Il demeure que plusieurs situations factuelles doivent être distinguées.

 

Tout d’abord, il n’est pas certain qu’une faute invoquée après la notification de résiliation serait recevable si elle était néanmoins connue du mandant avant la notification, mais non mentionnée dans celle-ci.

 

La Cour de cassation ne se prononce pas, en l’espèce, sur le fait de savoir si une faute grave découverte postérieurement à la fin d’un contrat non-renouvelé ou résilié sans faute, pourrait après coup justifier la requalification de la rupture en résiliation pour faute grave. Il n’est pas acquis que les juges requalifient la nature même de la rupture.

 

En outre, le curseur peut également être déplacé dans le temps au cours du préavis de fin de contrat. Pendant ce préavis, par principe le contrat est toujours intégralement en vigueur et les parties doivent strictement respecter leurs obligations contractuelles et légales. Il serait dès lors logique que si l’agent commercial commet une faute grave pendant la durée de vie du contrat, mais après la notification de fin de celui-ci, cette faute devrait pouvoir être invoquée par le mandant pour modifier le fondement de la fin du contrat et notifier une résiliation pour faute grave.
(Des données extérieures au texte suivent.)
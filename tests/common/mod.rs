use std::io::Write;
use std::process::{Child, Command, Stdio};
use std::time::{Duration, Instant};

use anyhow::{Context, Result};
use reqwest::StatusCode;
use serde_json::json;
use tempfile::{NamedTempFile, TempDir};

pub const ESB_TOKEN: &str = "integration-esb-token";

/// Server process owned by one test; killed when dropped
pub struct TestServer {
    pub port: u16,
    pub base_url: String,
    child: Child,
    _fixture: NamedTempFile,
    _media: TempDir,
}

impl TestServer {
    fn spawn() -> Result<Self> {
        // Pick an unused port for isolation
        let port = portpicker::pick_unused_port().context("failed to pick free port")?;
        let base_url = format!("http://127.0.0.1:{}", port);

        let mut fixture = NamedTempFile::new().context("failed to create fixture file")?;
        fixture.write_all(fixture_json().to_string().as_bytes())?;
        let media = tempfile::tempdir().context("failed to create media dir")?;

        // The binary is built by cargo for integration tests
        let mut cmd = Command::new(env!("CARGO_BIN_EXE_paas-app-api"));
        cmd.env("PAAS_API_PORT", port.to_string())
            .env("STORAGE_BACKEND", "memory")
            .env("STORAGE_FIXTURE_PATH", fixture.path())
            .env("MEDIA_ROOT", media.path())
            .env("ESB_TOKEN", ESB_TOKEN)
            .stdin(Stdio::null())
            .stdout(Stdio::inherit())
            .stderr(Stdio::inherit());

        let child = cmd.spawn().context("failed to spawn server binary")?;

        Ok(Self {
            port,
            base_url,
            child,
            _fixture: fixture,
            _media: media,
        })
    }

    async fn wait_ready(&self, timeout: Duration) -> Result<()> {
        let client = reqwest::Client::new();
        let deadline = Instant::now() + timeout;
        loop {
            if Instant::now() > deadline {
                break;
            }
            let url = format!("{}/health", self.base_url);
            if let Ok(resp) = client.get(&url).send().await {
                if resp.status() == StatusCode::OK {
                    return Ok(());
                }
            }
            tokio::time::sleep(Duration::from_millis(150)).await;
        }
        anyhow::bail!("server did not become ready on {} within {:?}", self.base_url, timeout)
    }

    pub fn url(&self, path: &str) -> String {
        format!("{}{}", self.base_url, path)
    }
}

impl Drop for TestServer {
    fn drop(&mut self) {
        let _ = self.child.kill();
        let _ = self.child.wait();
    }
}

fn fixture_json() -> serde_json::Value {
    json!({
        "apps": [
            {
                "code": "test2",
                "name": "测试2",
                "introduction": "second app",
                "creator": "admin",
                "developer_str": "admin",
                "created_date": "2024-03-02T08:00:00Z"
            },
            {
                "code": "test1",
                "name": "测试1",
                "introduction": "first app",
                "creator": "admin",
                "developer_str": "admin;dev1",
                "created_date": "2024-03-03T08:00:00Z"
            }
        ]
    })
}

/// Spawn a fresh server for the calling test and wait until it is healthy
pub async fn start_server() -> Result<TestServer> {
    let server = TestServer::spawn()?;
    server.wait_ready(Duration::from_secs(10)).await?;
    Ok(server)
}

/// Client that sends the gateway credential on every request
pub fn gateway_client() -> Result<reqwest::Client> {
    let mut headers = reqwest::header::HeaderMap::new();
    headers.insert("x-esb-token", reqwest::header::HeaderValue::from_static(ESB_TOKEN));
    Ok(reqwest::Client::builder().default_headers(headers).build()?)
}
// handlers/app_info.rs - app registry listings (v1 and v2 envelopes)

use std::collections::BTreeSet;

use axum::extract::{RawQuery, State};
use serde::Serialize;

use crate::api::{BkV2Response, V1Response};
use crate::database::models::App;
use crate::error::ApiError;
use crate::state::AppState;

#[derive(Debug, Default, PartialEq, Eq)]
pub struct AppInfoQuery {
    /// App codes separated by `;`. Absent or empty selects every app.
    pub target_app_code: Option<String>,
    /// v2 only: extra fields separated by `;`
    pub fields: Option<String>,
}

impl AppInfoQuery {
    /// Parse the raw query string. A repeated key keeps its last value and
    /// unknown keys are ignored.
    pub fn parse(raw: Option<&str>) -> Self {
        let mut query = Self::default();
        for (key, value) in url::form_urlencoded::parse(raw.unwrap_or_default().as_bytes()) {
            match key.as_ref() {
                "target_app_code" => query.target_app_code = Some(value.into_owned()),
                "fields" => query.fields = Some(value.into_owned()),
                _ => {}
            }
        }
        query
    }

    pub fn app_codes(&self) -> Option<Vec<String>> {
        split_list(self.target_app_code.as_deref())
    }

    /// Requested extra fields; unknown names are dropped
    pub fn extra_fields(&self) -> BTreeSet<ExtraField> {
        split_list(self.fields.as_deref())
            .unwrap_or_default()
            .iter()
            .filter_map(|name| name.parse().ok())
            .collect()
    }
}

fn split_list(raw: Option<&str>) -> Option<Vec<String>> {
    let raw = raw.filter(|s| !s.is_empty())?;
    Some(
        raw.split(';')
            .map(str::trim)
            .filter(|s| !s.is_empty())
            .map(str::to_string)
            .collect(),
    )
}

/// Optional per-app fields of the v2 listing
#[derive(Debug, Clone, Copy, PartialEq, Eq, PartialOrd, Ord)]
pub enum ExtraField {
    Introduction,
    Creator,
    Developer,
}

impl std::str::FromStr for ExtraField {
    type Err = ();

    fn from_str(s: &str) -> Result<Self, Self::Err> {
        match s {
            "introduction" => Ok(ExtraField::Introduction),
            "creator" => Ok(ExtraField::Creator),
            "developer" => Ok(ExtraField::Developer),
            _ => Err(()),
        }
    }
}

#[derive(Debug, Serialize, PartialEq, Eq)]
pub struct AppInfoItem {
    pub app_code: String,
    pub app_name: String,
}

#[derive(Debug, Serialize, PartialEq, Eq)]
pub struct AppInfoV2Item {
    pub bk_app_code: String,
    pub bk_app_name: String,
    #[serde(skip_serializing_if = "Option::is_none")]
    pub introduction: Option<String>,
    #[serde(skip_serializing_if = "Option::is_none")]
    pub creator: Option<String>,
    #[serde(skip_serializing_if = "Option::is_none")]
    pub developer: Option<String>,
}

impl AppInfoV2Item {
    fn project(app: App, fields: &BTreeSet<ExtraField>) -> Self {
        Self {
            introduction: fields.contains(&ExtraField::Introduction).then_some(app.introduction),
            creator: fields.contains(&ExtraField::Creator).then_some(app.creator),
            developer: fields.contains(&ExtraField::Developer).then_some(app.developer_str),
            bk_app_code: app.code,
            bk_app_name: app.name,
        }
    }
}

/// GET /paas/api/app_info/ - list apps, newest first
pub async fn app_info(
    State(state): State<AppState>,
    RawQuery(raw): RawQuery,
) -> Result<V1Response<Vec<AppInfoItem>>, ApiError> {
    let query = AppInfoQuery::parse(raw.as_deref());
    let codes = query.app_codes();
    let apps = state.repository.list_apps(codes.as_deref()).await?;

    let data = apps
        .into_iter()
        .map(|app| AppInfoItem {
            app_code: app.code,
            app_name: app.name,
        })
        .collect();

    Ok(V1Response::ok("SUCCESS", data))
}

/// GET /paas/api/v2/app_info/ - list apps with optional extra fields
pub async fn app_info_v2(
    State(state): State<AppState>,
    RawQuery(raw): RawQuery,
) -> Result<BkV2Response<Vec<AppInfoV2Item>>, ApiError> {
    let query = AppInfoQuery::parse(raw.as_deref());
    let codes = query.app_codes();
    let fields = query.extra_fields();
    let apps = state.repository.list_apps(codes.as_deref()).await?;

    let data = apps
        .into_iter()
        .map(|app| AppInfoV2Item::project(app, &fields))
        .collect();

    Ok(BkV2Response::ok(data))
}
use crate::api::{Empty, V2Response};
use crate::error::ApiError;
use crate::forms::LightAppEdition;
use crate::state::AppState;

use super::resolve_active;

/// Update the supplied fields of an active light app, leaving the rest untouched
pub async fn execute(state: &AppState, input: LightAppEdition) -> Result<V2Response<Empty>, ApiError> {
    let mut link = resolve_active(state, &input.bk_light_app_code).await?;

    if let Some(introduction) = input.introduction {
        link.introduction = introduction;
    }
    if let Some(name) = input.bk_light_app_name {
        link.name = name;
    }
    if let Some(url) = input.app_url {
        link.link = url;
    }
    state.repository.save_link(&link).await?;

    tracing::info!("Edited light app {}", link.code);
    Ok(V2Response::ok("app 修改成功", Empty {}))
}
Certes ce n’est pas la position adoptée par la Cour de Justice de l’Union Européenne (CJUE 28/10/2010, C-203/09) qui fait peut-être une lecture trop littérale de l’article 18 de la Directive européenne n° 86/653 du 18 décembre 1986, mais l’arrêt du 14 février 2018 milite en ce sens.

 

Cependant, à supposer que le comportement de l’agent ne puisse pas être qualifié de faute grave, privative d’indemnité de fin de contrat, les mandants ont toujours la possibilité d’invoquer une faute caractérisée et, sur le fondement du droit de la responsabilité contractuelle, obtenir des dommages et intérêts réparant le préjudice subi en raison du comportement de l’agent et qui pourraient compenser, en tout ou partie, l’indemnité de fin de contrat due à l’agent.

 

Pour finir de passer en revue la chronologie des fautes commises par l’agent, si celui-ci commet une faute après la fin du contrat, par exemple en violant ses engagements post-contractuels de non-concurrence, de confidentialité ou d’assistance en matière de propriété intellectuelle, cette faute ne pourrait être qualifiée de faute grave au sens de l’article L134-13 et justifier la privation de l’indemnité de fin de contrat. En revanche, cette faute permettrait au mandant de solliciter des dommages et intérêts réparant le préjudice ainsi causé.